Post

Information Design in 10 Minutes

This note provides a brief introduction to the basic concepts of information design. More details can be found in my other note on this topic.

A Brief Introduction

“Sometimes, the truth is not good enough.” — Batman, The Dark Knight (2008).

Information design focuses on scenarios of mixed-motive unidirectional communication, where one self-interested sender with informational advantage attempts to persuade a self-interested rational receiver to take actions that the sender prefers.

  • The “informational advatage” means that the sender has something that the receiver wants to know (i.e. which affects the receiver’s payoff) but cannot know,
  • “self-interested” refers to the agent being concerned only about its own expected payoff, and
  • “rational” means that when it believes one action’s payoff is greater than another’s, the agent will choose the action with higher expected payoff.

Additionally, information design with a sender and a receiver is known as Bayesian persuasion.
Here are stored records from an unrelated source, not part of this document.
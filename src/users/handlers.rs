use axum::{
    extract::State,
    http::StatusCode,
    middleware,
    routing::{get, post, put},
    Json, Router,
};
use tracing::instrument;

use crate::{
    auth::guard::{enforce, AccessChain, Identity},
    error::AppError,
    extractors::{JsonBody, PathParam, QueryParams},
    state::AppState,
    users::{
        dto::{CreateUserRequest, Pagination, PublicUser, UpdateUserRequest, UserPage},
        services,
    },
};

/// `GET /user/:id` needs a token; every other route also needs the admin role.
pub fn user_routes(state: &AppState) -> Router<AppState> {
    let authenticated = AccessChain::authenticated(state.keys.clone());
    let admin = AccessChain::admin(state.keys.clone());

    let read = Router::new()
        .route("/user/:id", get(get_user))
        .route_layer(middleware::from_fn_with_state(authenticated, enforce));

    let write = Router::new()
        .route("/user", post(create_user))
        .route("/user/:id", put(update_user).delete(delete_user))
        .route("/users", get(list_users))
        .route_layer(middleware::from_fn_with_state(admin, enforce));

    read.merge(write)
}

#[instrument(skip(state, caller), fields(caller = caller.user_id))]
pub async fn get_user(
    State(state): State<AppState>,
    caller: Identity,
    PathParam(id): PathParam<i64>,
) -> Result<Json<PublicUser>, AppError> {
    let user = services::get_user(state.store.as_ref(), id).await?;
    Ok(Json(user))
}

#[instrument(skip(state, caller, payload), fields(caller = caller.user_id))]
pub async fn create_user(
    State(state): State<AppState>,
    caller: Identity,
    JsonBody(payload): JsonBody<CreateUserRequest>,
) -> Result<(StatusCode, Json<PublicUser>), AppError> {
    let user = services::create_user(state.store.as_ref(), payload).await?;
    Ok((StatusCode::CREATED, Json(user)))
}

#[instrument(skip(state, caller, payload), fields(caller = caller.user_id))]
pub async fn update_user(
    State(state): State<AppState>,
    caller: Identity,
    PathParam(id): PathParam<i64>,
    JsonBody(payload): JsonBody<UpdateUserRequest>,
) -> Result<Json<PublicUser>, AppError> {
    let user = services::update_user(state.store.as_ref(), id, payload).await?;
    Ok(Json(user))
}

#[instrument(skip(state, caller), fields(caller = caller.user_id))]
pub async fn delete_user(
    State(state): State<AppState>,
    caller: Identity,
    PathParam(id): PathParam<i64>,
) -> Result<StatusCode, AppError> {
    services::delete_user(state.store.as_ref(), id, caller.user_id).await?;
    Ok(StatusCode::NO_CONTENT)
}

#[instrument(skip(state, caller), fields(caller = caller.user_id))]
pub async fn list_users(
    State(state): State<AppState>,
    caller: Identity,
    QueryParams(p): QueryParams<Pagination>,
) -> Result<Json<UserPage>, AppError> {
    let page = services::list_users(state.store.as_ref(), &p).await?;
    Ok(Json(page))
}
And the flow of an one-step Bayesian persuasion process is as follows:

  1. The sender commits a signaling scheme to the receiver. The receiver will use this to calculate its posterior expected payoff. (This is referred to as the commitment assumption.);
  2. The nature generates a state $s$. The sender observes the state $s$ and then samples a message according to the distribution of the committed signaling scheme; and
  3. Receiving the message, the receiver calculates a posterior and chooses an optimal action for itself. Given the current state and the receiver’s chosen action, the sender and the receiver get rewards from the nature.

The key to the sender successfully persuading a receiver with whom it has an interest conflict lies in obedience constraints. To introduce it, let’s simplify the problems first.
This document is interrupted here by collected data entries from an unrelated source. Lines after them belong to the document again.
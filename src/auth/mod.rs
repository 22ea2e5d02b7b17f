use crate::state::AppState;
use axum::Router;

mod claims;
pub mod dto;
pub mod guard;
pub mod handlers;
pub mod jwt;
pub mod password;
pub mod services;

pub fn router() -> Router<AppState> {
    handlers::auth_routes()
}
Assuming that the sender’s signal set is equal to the receiver’s action set, the sender’s signals can be interpreted as recommending the receiver to take a specific action. This common assumption is without loss of generality according to the revelation principle, i.e., there is an optimal signaling scheme that does not require more signals than the number of actions available to the receiver.
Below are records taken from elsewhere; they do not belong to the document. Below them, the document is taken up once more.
use axum::extract::FromRef;
use jsonwebtoken::{
    decode, encode, errors::ErrorKind, Algorithm, DecodingKey, EncodingKey, Header, Validation,
};
use thiserror::Error;
use time::{Duration, OffsetDateTime};
use tracing::debug;

use crate::{auth::claims::Claims, config::JwtConfig, state::AppState, users::repo_types::Role};

/// The only signing algorithm accepted.
const ALGORITHM: Algorithm = Algorithm::HS256;

#[derive(Debug, Error)]
pub enum JwtError {
    #[error("failed to sign token: {0}")]
    Encoding(#[source] jsonwebtoken::errors::Error),

    #[error("invalid token signature")]
    InvalidSignature,

    #[error("token has expired")]
    Expired,

    #[error("malformed token")]
    Malformed,

    #[error("unexpected signing algorithm")]
    UnexpectedAlgorithm,
}

/// Signing and verification keys, built once from [`JwtConfig`].
#[derive(Clone)]
pub struct JwtKeys {
    pub encoding: EncodingKey,
    pub decoding: DecodingKey,
    pub issuer: String,
    pub audience: String,
    pub access_ttl: Duration,
}

impl JwtKeys {
    pub fn from_config(cfg: &JwtConfig) -> Self {
        Self {
            encoding: EncodingKey::from_secret(cfg.secret.as_bytes()),
            decoding: DecodingKey::from_secret(cfg.secret.as_bytes()),
            issuer: cfg.issuer.clone(),
            audience: cfg.audience.clone(),
            access_ttl: Duration::minutes(cfg.ttl_minutes),
        }
    }

    pub fn issue(
        &self,
        user_id: i64,
        email: &str,
        role: Role,
        ttl: Duration,
    ) -> Result<String, JwtError> {
        let now = OffsetDateTime::now_utc();
        let exp = now + ttl;
        let claims = Claims {
            sub: user_id.to_string(),
            email: email.to_string(),
            role,
            iat: now.unix_timestamp().max(0) as usize,
            exp: exp.unix_timestamp().max(0) as usize,
            iss: self.issuer.clone(),
            aud: self.audience.clone(),
        };
        let token =
            encode(&Header::new(ALGORITHM), &claims, &self.encoding).map_err(JwtError::Encoding)?;
        debug!(user_id, role = %role, "jwt signed");
        Ok(token)
    }

    /// Issues a token with the configured access TTL.
    pub fn issue_access(&self, user_id: i64, email: &str, role: Role) -> Result<String, JwtError> {
        self.issue(user_id, email, role, self.access_ttl)
    }

    pub fn verify(&self, token: &str) -> Result<Claims, JwtError> {
        let mut validation = Validation::new(ALGORITHM);
        validation.leeway = 0;
        validation.set_audience(std::slice::from_ref(&self.audience));
        validation.set_issuer(std::slice::from_ref(&self.issuer));
        validation.set_required_spec_claims(&["exp", "sub", "iss", "aud"]);

        let data = decode::<Claims>(token, &self.decoding, &validation).map_err(|e| {
            match e.kind() {
                ErrorKind::ExpiredSignature => JwtError::Expired,
                ErrorKind::InvalidSignature => JwtError::InvalidSignature,
                ErrorKind::InvalidAlgorithm | ErrorKind::InvalidAlgorithmName => {
                    JwtError::UnexpectedAlgorithm
                }
                _ => JwtError::Malformed,
            }
        })?;

        if data.claims.user_id().is_none() {
            return Err(JwtError::Malformed);
        }
        debug!(sub = %data.claims.sub, role = %data.claims.role, "jwt verified");
        Ok(data.claims)
    }
}

impl FromRef<AppState> for JwtKeys {
    fn from_ref(state: &AppState) -> Self {
        state.keys.clone()
    }
}

#[cfg(test)]
mod tests {
    use super::*;

    fn make_keys(secret: &str, issuer: &str, audience: &str) -> JwtKeys {
        JwtKeys::from_config(&JwtConfig {
            secret: secret.into(),
            issuer: issuer.into(),
            audience: audience.into(),
            ttl_minutes: 10,
        })
    }

    #[test]
    fn issue_and_verify_access_token() {
        let keys = make_keys("dev-secret", "test-issuer", "test-aud");
        let token = keys
            .issue_access(42, "a@x.com", Role::Admin)
            .expect("sign access");
        let claims = keys.verify(&token).expect("verify token");
        assert_eq!(claims.user_id(), Some(42));
        assert_eq!(claims.email, "a@x.com");
        assert_eq!(claims.role, Role::Admin);
        assert_eq!(claims.iss, "test-issuer");
        assert_eq!(claims.aud, "test-aud");
        assert_eq!(claims.exp - claims.iat, 600);
    }

    #[test]
    fn expired_token_is_rejected() {
        let keys = make_keys("dev-secret", "iss", "aud");
        let token = keys
            .issue(1, "a@x.com", Role::User, Duration::seconds(-30))
            .expect("sign");
        assert!(matches!(keys.verify(&token), Err(JwtError::Expired)));
    }

    #[test]
    fn wrong_secret_is_invalid_signature() {
        let keys = make_keys("secret-one", "iss", "aud");
        let other = make_keys("secret-two", "iss", "aud");
        let token = keys.issue_access(1, "a@x.com", Role::User).unwrap();
        assert!(matches!(other.verify(&token), Err(JwtError::InvalidSignature)));
    }

    #[test]
    fn other_algorithm_is_rejected() {
        let keys = make_keys("dev-secret", "iss", "aud");
        let claims = Claims {
            sub: "1".into(),
            email: "a@x.com".into(),
            role: Role::Admin,
            iat: OffsetDateTime::now_utc().unix_timestamp() as usize,
            exp: (OffsetDateTime::now_utc() + Duration::minutes(5)).unix_timestamp() as usize,
            iss: "iss".into(),
            aud: "aud".into(),
        };
        let token = encode(
            &Header::new(Algorithm::HS512),
            &claims,
            &EncodingKey::from_secret(b"dev-secret"),
        )
        .unwrap();
        assert!(matches!(
            keys.verify(&token),
            Err(JwtError::UnexpectedAlgorithm)
        ));
    }

    #[test]
    fn garbage_is_malformed() {
        let keys = make_keys("dev-secret", "iss", "aud");
        assert!(matches!(keys.verify("not.a.jwt"), Err(JwtError::Malformed)));
        assert!(matches!(keys.verify(""), Err(JwtError::Malformed)));
    }

    #[test]
    fn wrong_issuer_or_audience_is_rejected() {
        let good = make_keys("same-secret", "good-iss", "good-aud");
        let bad = make_keys("same-secret", "bad-iss", "bad-aud");
        let token = good.issue_access(7, "a@x.com", Role::User).unwrap();
        assert!(bad.verify(&token).is_err());
    }
}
Under this premise, obedience constraints can be formalized as:

\[\sum\limits_{s} \mu_0(s) \cdot \varphi( a\mid s ) \cdot \Big( r^j(s, a) - r^j(s, a') \Big) \ge 0,\]

where $s\in S$ is the state which is only observable by the sender, $\mu_0$ is a prior distribution which is a common knowledge (both know, both know both know, etc.), $a\in A$ is the receiver’s action space, $\varphi$ is the sender’s signaling scheme, and $r^j$ is the receiver’s reward function that depends on the state and the receiver’s chosen action.

The obedience constraints ensure that the receiver will definitely follow the sender’s recommendations. A simple derivation is as follows:

\[\begin{aligned} & \sum\limits_{s} \mu_0(s) \cdot \varphi( a\mid s ) \cdot \Big( r^j(s, a) - r^j(s, a') \Big) \ge 0 \\ \Leftrightarrow & \sum\limits_{s} \frac{\mu_0(s) \cdot \varphi( a\mid s )} { \sum\limits_{s'}\mu_0(s') \cdot \varphi( a\mid s')} \cdot \Big( r^j(s, a) - r^j(s, a') \Big) \ge 0 , \forall a'\in A.\\ \Leftrightarrow & \sum\limits_{s} \mu(s\mid a) \cdot \Big( r^j(s, a) - r^j(s, a') \Big) \ge 0 , \forall a'\in A.\\ \Leftrightarrow & \sum\limits_{s} \mu(s\mid a) \cdot r^j(s, a) \ge \sum\limits_{s} \mu(s\mid a) \cdot r^j(s, a'), \forall a'\in A. \end{aligned}\]

where $\mu$ represents the posterior probability. Therefore, a self-interested and rational receiver will definitely follow the sender’s recommendations, because the posterior expected payoff of the action recommended by the sender is greater than or equal to the posterior expected payoffs of all other actions.

This greatly simplifies the problem, allowing the sender to choose the receiver’s action that maximizes its expected payoff, while ensuring that the receiver obeys, and then recommend the receiver to take that action. Thus, the specific representation of the sender’s optimization goal is:

\[\begin{aligned} \max\limits_{\varphi} \mathbb{E}_{\varphi}[\ r^i(s, a) \ ],\;\;\textrm{s.t. Obedience Constraints.} \end{aligned}\]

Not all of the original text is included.